The HPCPipeline class is part of the framework3.plugins.pipelines.parallel module and is designed to facilitate high-performance computing (HPC) tasks within the framework. This pipeline is optimized for parallel processing, allowing for efficient execution of complex workflows across distributed systems.

Module Contents

framework3.plugins.pipelines.parallel.parallel_hpc_pipeline

HPCPipeline

Bases: ParallelPipeline

High Performance Computing Pipeline using MapReduce for parallel feature extraction.
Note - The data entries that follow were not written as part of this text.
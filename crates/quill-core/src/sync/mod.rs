//! Sync protocol: wire schema, validation, and the retrying adapter.
//!
//! The wire format only ever carries sealed state. Requests and
//! responses are schema-validated field by field; a message with extra,
//! missing, or mistyped fields is rejected as malformed and never
//! partially trusted.

pub mod adapter;
pub mod protocol;

pub use adapter::{AttemptState, HttpTransport, RestAdapter, RetryPolicy, SyncTransport, TransportReply};
pub use protocol::{
    validate_request, validate_response, EncryptedState, SyncClientPayload, SyncRequest,
    SyncResponse, PROTOCOL_VERSION,
};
This pipeline applies a sequence of filters to the input data using a MapReduce approach, enabling parallel processing and potentially improved performance on large datasets.

Key Features
  • Parallel processing of filters using MapReduce
  • Scalable to large datasets
  • Configurable number of partitions for optimization
Usage
from framework3.plugins.pipelines.parallel import HPCPipeline
from framework3.base import XYData

filters = [Filter1(), Filter2(), Filter3()]
pipeline = HPCPipeline(filters, app_name="MyApp", master="local[*]", numSlices=8)

x_data = XYData(...)
y_data = XYData(...)

pipeline.fit(x_data, y_data)
predictions = pipeline.predict(x_data)

Attributes:

Name Type Description
filters Sequence[BaseFilter]

A sequence of filters to be applied to the input data.

numSlices int

The number of partitions to use in the MapReduce process.

app_name str

The name of the Spark application.

master str

The Spark master URL.

Methods:

Name Description
fit

XYData, y: Optional[XYData]): Fit the filters in parallel using MapReduce.

predict

XYData) -> XYData: Make predictions using the fitted filters in parallel.

evaluate

XYData, y_true: XYData | None, y_pred: XYData) -> Dict[str, Any]: Evaluate the pipeline using provided metrics.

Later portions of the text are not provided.